* _PROBLEM STATEMENT_: In the records below, count the lines that have "trace" and answer with the number alone.

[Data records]

//! Keyed debouncing of repeated triggers.
//!
//! A [`Debouncer`] delays a callback and, when the same key is submitted
//! again before the delay elapses, cancels the earlier timer and keeps only
//! the latest payload. A burst therefore fires once, `after` the last
//! submission.
//!
//! The same mechanism drives one-shot timers such as alert auto-resolution:
//! submitting a key once and never again simply fires after the delay.

use std::collections::HashMap;
use std::fmt;
use std::marker::PhantomData;
use std::sync::Arc;
use std::sync::atomic::{AtomicU64, Ordering};
use std::time::Duration;

use parking_lot::Mutex;
use tokio::runtime::Handle;
use tokio::task::JoinHandle;
use tracing::trace;

use crate::error::{AlertError, Result};

struct Pending {
    generation: u64,
    handle: JoinHandle<()>,
}

/// Coalesces repeated submissions per key into a single delayed firing.
pub struct Debouncer<T> {
    pending: Arc<Mutex<HashMap<String, Pending>>>,
    next_generation: Arc<AtomicU64>,
    _payload: PhantomData<fn(T)>,
}

impl<T: Send + 'static> Debouncer<T> {
    /// Creates an empty debouncer.
    #[must_use]
    pub fn new() -> Self {
        Self {
            pending: Arc::new(Mutex::new(HashMap::new())),
            next_generation: Arc::new(AtomicU64::new(0)),
            _payload: PhantomData,
        }
    }

    /// Schedules `on_fire(payload)` to run `after` from now.
    ///
    /// A pending submission for the same key is cancelled and replaced.
    /// With a zero delay `on_fire` runs before this method returns.
    ///
    /// # Errors
    ///
    /// Returns `AlertError::Scheduler` if a delay is requested outside a tokio runtime.
    pub fn submit<F>(&self, key: impl Into<String>, payload: T, after: Duration, on_fire: F) -> Result<()>
    where
        F: FnOnce(T) + Send + 'static,
    {
        let key = key.into();

        if after.is_zero() {
            self.cancel(&key);
            on_fire(payload);
            return Ok(());
        }

        let runtime = Handle::try_current().map_err(|e| AlertError::Scheduler {
            reason: format!("cannot schedule timer for '{key}': {e}"),
        })?;

        let generation = self.next_generation.fetch_add(1, Ordering::Relaxed);
        let pending = Arc::clone(&self.pending);
        let task_key = key.clone();

        // Held across spawn so the timer cannot observe the map before its entry exists.
        let mut map = self.pending.lock();
        let handle = runtime.spawn(async move {
            tokio::time::sleep(after).await;

            {
                let mut map = pending.lock();
                match map.get(&task_key) {
                    Some(entry) if entry.generation == generation => {
                        map.remove(&task_key);
                    }
                    _ => return,
                }
            }

            trace!(key = %task_key, "debounced timer fired");
            on_fire(payload);
        });

        if let Some(previous) = map.insert(key, Pending { generation, handle }) {
            previous.handle.abort();
        }

        Ok(())
    }

    /// Cancels the pending submission for `key` without firing it.
    ///
    /// Returns true if something was pending.
    pub fn cancel(&self, key: &str) -> bool {
        let removed = self.pending.lock().remove(key);
        removed.is_some_and(|entry| {
            entry.handle.abort();
            true
        })
    }

    /// Cancels every pending submission without firing any of them.
    pub fn reset(&self) {
        let drained: Vec<Pending> = self.pending.lock().drain().map(|(_, p)| p).collect();
        for entry in drained {
            entry.handle.abort();
        }
    }

    /// Returns true if a submission for `key` is waiting to fire.
    #[must_use]
    pub fn is_pending(&self, key: &str) -> bool {
        self.pending.lock().contains_key(key)
    }

    /// Returns the number of keys waiting to fire.
    #[must_use]
    pub fn pending_count(&self) -> usize {
        self.pending.lock().len()
    }
}

impl<T: Send + 'static> Default for Debouncer<T> {
    fn default() -> Self {
        Self::new()
    }
}

impl<T> Clone for Debouncer<T> {
    fn clone(&self) -> Self {
        Self {
            pending: Arc::clone(&self.pending),
            next_generation: Arc::clone(&self.next_generation),
            _payload: PhantomData,
        }
    }
}

impl<T> fmt::Debug for Debouncer<T> {
    fn fmt(&self, f: &mut fmt::Formatter<'_>) -> fmt::Result {
        f.debug_struct("Debouncer")
            .field("pending", &self.pending.lock().len())
            .finish_non_exhaustive()
    }
}

#[cfg(test)]
mod tests {
    use super::*;

    fn collector() -> (Arc<Mutex<Vec<u32>>>, impl Fn() -> Box<dyn FnOnce(u32) + Send>) {
        let fired = Arc::new(Mutex::new(Vec::new()));
        let sink = Arc::clone(&fired);
        let make = move || {
            let sink = Arc::clone(&sink);
            Box::new(move |v: u32| sink.lock().push(v)) as Box<dyn FnOnce(u32) + Send>
        };
        (fired, make)
    }

    async fn settle(duration: Duration) {
        tokio::time::sleep(duration).await;
        tokio::task::yield_now().await;
    }

    #[test]
    fn zero_delay_fires_synchronously() {
        let debouncer = Debouncer::new();
        let (fired, on_fire) = collector();

        debouncer.submit("k", 7, Duration::ZERO, on_fire()).unwrap();

        assert_eq!(*fired.lock(), vec![7]);
        assert_eq!(debouncer.pending_count(), 0);
    }

    #[test]
    fn delay_outside_runtime_fails() {
        let debouncer: Debouncer<u32> = Debouncer::new();
        let err = debouncer
            .submit("k", 1, Duration::from_millis(10), |_| {})
            .unwrap_err();
        assert!(matches!(err, AlertError::Scheduler { .. }));
    }

    #[tokio::test(start_paused = true)]
    async fn fires_after_delay() {
        let debouncer = Debouncer::new();
        let (fired, on_fire) = collector();

        debouncer.submit("k", 1, Duration::from_millis(1000), on_fire()).unwrap();
        assert!(debouncer.is_pending("k"));

        settle(Duration::from_millis(999)).await;
        assert!(fired.lock().is_empty());

        settle(Duration::from_millis(2)).await;
        assert_eq!(*fired.lock(), vec![1]);
        assert!(!debouncer.is_pending("k"));
    }

    #[tokio::test(start_paused = true)]
    async fn burst_fires_once_with_last_payload() {
        let debouncer = Debouncer::new();
        let (fired, on_fire) = collector();

        for payload in 1..=3 {
            debouncer.submit("k", payload, Duration::from_millis(1000), on_fire()).unwrap();
            settle(Duration::from_millis(100)).await;
        }
        assert_eq!(debouncer.pending_count(), 1);

        settle(Duration::from_millis(1000)).await;
        assert_eq!(*fired.lock(), vec![3]);
    }

    #[tokio::test(start_paused = true)]
    async fn keys_are_independent() {
        let debouncer = Debouncer::new();
        let (fired, on_fire) = collector();

        debouncer.submit("a", 1, Duration::from_millis(100), on_fire()).unwrap();
        debouncer.submit("b", 2, Duration::from_millis(200), on_fire()).unwrap();

        settle(Duration::from_millis(300)).await;
        assert_eq!(*fired.lock(), vec![1, 2]);
    }

    #[tokio::test(start_paused = true)]
    async fn reset_cancels_without_firing() {
        let debouncer = Debouncer::new();
        let (fired, on_fire) = collector();

        debouncer.submit("a", 1, Duration::from_millis(100), on_fire()).unwrap();
        debouncer.submit("b", 2, Duration::from_millis(100), on_fire()).unwrap();
        debouncer.reset();

        settle(Duration::from_millis(500)).await;
        assert!(fired.lock().is_empty());
        assert_eq!(debouncer.pending_count(), 0);
    }

    #[tokio::test(start_paused = true)]
    async fn cancel_single_key() {
        let debouncer = Debouncer::new();
        let (fired, on_fire) = collector();

        debouncer.submit("a", 1, Duration::from_millis(100), on_fire()).unwrap();
        debouncer.submit("b", 2, Duration::from_millis(100), on_fire()).unwrap();
        assert!(debouncer.cancel("a"));
        assert!(!debouncer.cancel("missing"));

        settle(Duration::from_millis(200)).await;
        assert_eq!(*fired.lock(), vec![2]);
    }
}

* _SOLUTION BELOW_: 2